Wolves Home / Rescuing the Red Wolf
Field Journal: Gray Wolves of Yellowstone


Tuesday, November 5, 1996

In the office
Reported by Will Waddell

There were a lot of messages on my phone when I returned from the master-plan meeting. A lot of people are interested in red wolves. I get many letters from school kids asking for information about red wolves for reports they are doing in school on wolves or endangered species. This week I will be talking to several classes at a middle school in Sequim, Washington. They have been doing a project on endangered species and habitats. On November 8, I will be talking to an English class at Pacific Lutheran University about red wolves.

I also have to catch up on some writing that has piled up while I was gone. Most of the writing I do are letters and reports. I am finishing an article about the red wolf SSP (Species Survival Plan) for a publication called The Endangered Species Update. This is due November 13.

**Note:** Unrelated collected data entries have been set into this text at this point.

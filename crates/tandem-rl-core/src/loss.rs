//! Loss records returned by sub-algorithms
//!
//! A [`LossInfo`] carries the per-step loss tensor, an optional scalar loss,
//! algorithm-specific diagnostics and the gradients of the loss with respect
//! to the algorithm's parameters. Absent losses count as zero when records
//! are folded together.

use serde::{Deserialize, Serialize};

use crate::parameter::Gradients;
use crate::tensor::{self, Tensor};
use crate::Result;

/// Loss of one training batch
#[derive(Debug, Clone, PartialEq, Serialize, Deserialize)]
pub struct LossInfo<E> {
    /// Per-step loss, usually `[T, B]`
    pub loss: Option<Tensor>,
    /// Loss term that is not shaped per step
    pub scalar_loss: Option<f32>,
    /// Algorithm-specific diagnostics
    pub extra: E,
    /// Gradients of the loss with respect to the owning algorithm's parameters
    #[serde(skip)]
    pub gradients: Gradients,
}

impl<E> LossInfo<E> {
    /// Loss record with a per-step loss and no gradients
    pub fn new(loss: Tensor, extra: E) -> Self {
        Self {
            loss: Some(loss),
            scalar_loss: None,
            extra,
            gradients: Gradients::new(),
        }
    }

    /// Attach gradients
    #[must_use]
    pub fn with_gradients(mut self, gradients: Gradients) -> Self {
        self.gradients = gradients;
        self
    }

    /// Attach a scalar loss
    #[must_use]
    pub fn with_scalar_loss(mut self, scalar_loss: f32) -> Self {
        self.scalar_loss = Some(scalar_loss);
        self
    }

    /// Replace the diagnostics, keeping the losses and gradients
    pub fn map_extra<F, G>(self, f: G) -> LossInfo<F>
    where
        G: FnOnce(E) -> F,
    {
        LossInfo {
            loss: self.loss,
            scalar_loss: self.scalar_loss,
            extra: f(self.extra),
            gradients: self.gradients,
        }
    }

    /// Add another record's losses and gradients into this one.
    ///
    /// The other record's diagnostics are handed to `attach` so the caller can
    /// file them under their own key.
    pub fn fold<O, G>(mut self, other: LossInfo<O>, attach: G) -> Result<Self>
    where
        G: FnOnce(&mut E, O),
    {
        self.loss = tensor::add_optional(self.loss.as_ref(), other.loss.as_ref())?;
        self.scalar_loss = match (self.scalar_loss, other.scalar_loss) {
            (Some(a), Some(b)) => Some(a + b),
            (a, b) => a.or(b),
        };
        self.gradients.merge(other.gradients)?;
        attach(&mut self.extra, other.extra);
        Ok(self)
    }

    /// Mean of the per-step loss plus the scalar loss
    #[must_use]
    pub fn total(&self) -> f32 {
        self.loss.as_ref().map_or(0.0, tensor::mean) + self.scalar_loss.unwrap_or(0.0)
    }
}

#[cfg(test)]
mod tests {
    use super::*;
    use approx::assert_relative_eq;

    #[test]
    fn test_fold_sums_losses_and_treats_absent_as_zero() {
        let base = LossInfo::new(tensor::from_shape_vec(&[2], vec![1.0, 2.0]).unwrap(), vec!["rl"]);
        let other = LossInfo {
            loss: None,
            scalar_loss: Some(0.5),
            extra: "icm",
            gradients: Gradients::new(),
        };
        let folded = base.fold(other, |extra, o| extra.push(o)).unwrap();
        assert_eq!(folded.extra, vec!["rl", "icm"]);
        assert_eq!(folded.scalar_loss, Some(0.5));
        assert_relative_eq!(folded.total(), 2.0);
    }

    #[test]
    fn test_fold_propagates_shape_errors() {
        let a = LossInfo::new(tensor::zeros(&[2]), ());
        let b = LossInfo::new(tensor::zeros(&[3]), ());
        assert!(a.fold(b, |_, ()| {}).is_err());
    }

    #[test]
    fn test_map_extra_keeps_loss() {
        let info = LossInfo::new(tensor::scalar(1.5), 3).with_scalar_loss(0.5);
        let mapped = info.map_extra(|n| n.to_string());
        assert_eq!(mapped.extra, "3");
        assert_relative_eq!(mapped.total(), 2.0);
    }
}
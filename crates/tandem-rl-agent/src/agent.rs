//! Agent combining a policy algorithm with optional curiosity and entropy control
//!
//! The [`Agent`] owns one policy learner ([`RlAlgorithm`]), an optional
//! observation [`Encoder`], an optional [`CuriosityModule`] and an optional
//! [`EntropyTargetAlgorithm`]. It threads each member's state separately,
//! merges their per-step infos and losses into composite records keyed by
//! member, shapes the training reward with the curiosity bonus, and trains
//! every member with the optimizer of its [`OptimizerRegistry`] group.
//!
//! ```no_run
//! use tandem_rl_agent::{ActorCriticAlgorithm, ActorCriticConfig, AgentBuilder, AgentConfig};
//! use tandem_rl_core::{tensor, ActionSpec, OptimizerConfig, TimeStep};
//!
//! # fn main() -> tandem_rl_core::Result<()> {
//! let mut agent = AgentBuilder::new(ActionSpec::discrete(2))
//!     .config(AgentConfig {
//!         optimizer: Some(OptimizerConfig::adam(1e-3)),
//!         ..AgentConfig::default()
//!     })
//!     .build(|spec| ActorCriticAlgorithm::new(spec, 4, ActorCriticConfig::default()))?;
//!
//! let state = agent.initial_train_state(1);
//! let step = TimeStep::first(tensor::zeros(&[1, 4]));
//! let out = agent.rollout(&step, &state, false)?;
//! # let _ = out;
//! # Ok(())
//! # }
//! ```

use std::borrow::Cow;
use std::sync::Arc;

use serde::{Deserialize, Serialize};
use tracing::{debug, info, warn};

use tandem_rl_core::summary::{SummarySink, TracingSink};
use tandem_rl_core::tensor::{self, stack_field, Stack, Tensor};
use tandem_rl_core::{
    ActionSpec, Algorithm, CuriosityModule, Experience, GradientClipping, Gradients, LossInfo,
    Parameter, PolicyStep, RLError, Result, RlAlgorithm, StateSpec, StepType, TimeStep,
    TrainingInfo,
};

use crate::config::AgentConfig;
use crate::encoder::Encoder;
use crate::entropy_target::{EntropyTargetAlgorithm, EntropyTargetInfo, EntropyTargetLossExtra};
use crate::icm::IcmAlgorithm;
use crate::registry::{Member, OptimizerRegistry};
use crate::reward::{RewardComposer, TrainingReward};

/// Function applied to a tensor of a time step
pub type TensorFn = Box<dyn Fn(&Tensor) -> Result<Tensor> + Send + Sync>;

/// Recurrent state of an agent
#[derive(Debug, Clone, PartialEq, Serialize, Deserialize)]
pub struct AgentState<R, C> {
    /// Policy state
    pub rl: R,
    /// Curiosity state; `None` without a curiosity module and on the predict path
    pub icm: Option<C>,
}

/// Per-step info of an agent
#[derive(Debug, Clone, PartialEq, Serialize, Deserialize)]
pub struct AgentInfo<R, C> {
    /// Policy info
    pub rl: R,
    /// Curiosity info
    pub icm: Option<C>,
    /// Entropy-target info
    pub entropy_target: Option<EntropyTargetInfo>,
}

impl<R: Stack, C: Stack> Stack for AgentInfo<R, C> {
    fn stack(items: &[&Self]) -> Result<Self> {
        Ok(Self {
            rl: stack_field(items, |x| &x.rl)?,
            icm: stack_field(items, |x| &x.icm)?,
            entropy_target: stack_field(items, |x| &x.entropy_target)?,
        })
    }
}

/// Loss diagnostics of an agent, keyed by member.
///
/// Only the keys of members that exist are serialized.
#[derive(Debug, Clone, PartialEq, Serialize, Deserialize)]
pub struct AgentLossExtra<R, C> {
    /// Policy diagnostics
    pub rl: R,
    /// Curiosity diagnostics
    #[serde(default, skip_serializing_if = "Option::is_none")]
    pub icm: Option<C>,
    /// Entropy-target diagnostics
    #[serde(default, skip_serializing_if = "Option::is_none")]
    pub entropy_target: Option<EntropyTargetLossExtra>,
}

impl<R, C> AgentLossExtra<R, C> {
    /// Keys of the members that contributed, in folding order
    #[must_use]
    pub fn keys(&self) -> Vec<&'static str> {
        let mut keys = vec![Member::Rl.key()];
        if self.icm.is_some() {
            keys.push(Member::Icm.key());
        }
        if self.entropy_target.is_some() {
            keys.push(Member::EntropyTarget.key());
        }
        keys
    }
}

/// State of an agent built from `R` and `C`
pub type StateOf<R, C> =
    AgentState<<R as RlAlgorithm>::State, <C as CuriosityModule>::State>;
/// Info of an agent built from `R` and `C`
pub type InfoOf<R, C> = AgentInfo<<R as RlAlgorithm>::Info, <C as CuriosityModule>::Info>;
/// Loss diagnostics of an agent built from `R` and `C`
pub type LossExtraOf<R, C> =
    AgentLossExtra<<R as RlAlgorithm>::LossExtra, <C as CuriosityModule>::LossExtra>;

/// Builder for [`Agent`]
pub struct AgentBuilder<C: CuriosityModule = IcmAlgorithm> {
    action_spec: ActionSpec,
    config: AgentConfig,
    encoder: Option<Box<dyn Encoder>>,
    icm: Option<C>,
    reward_shaping: Option<TensorFn>,
    observation_transformer: Option<TensorFn>,
    summary: Arc<dyn SummarySink>,
}

impl AgentBuilder<IcmAlgorithm> {
    /// Start building an agent acting in `action_spec`
    #[must_use]
    pub fn new(action_spec: ActionSpec) -> Self {
        Self {
            action_spec,
            config: AgentConfig::default(),
            encoder: None,
            icm: None,
            reward_shaping: None,
            observation_transformer: None,
            summary: Arc::new(TracingSink),
        }
    }
}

Male number 312 is still about the same. He is eating but the vet thinks we should bring him to the zoo (from the off-site area) to keep an eye on him. We may anesthetize him to get a closer look. Sometimes it's hard to tell when a wolf is sick. It's a lot like being a detective — trying to figure out what the problem is and then using the right medicine to make it better. I looked in the studbook to see when he was born. He was born on April 27, 1987, which means he's 9 years 7 months old. That's not too old because red wolves can live 12 or 13 years.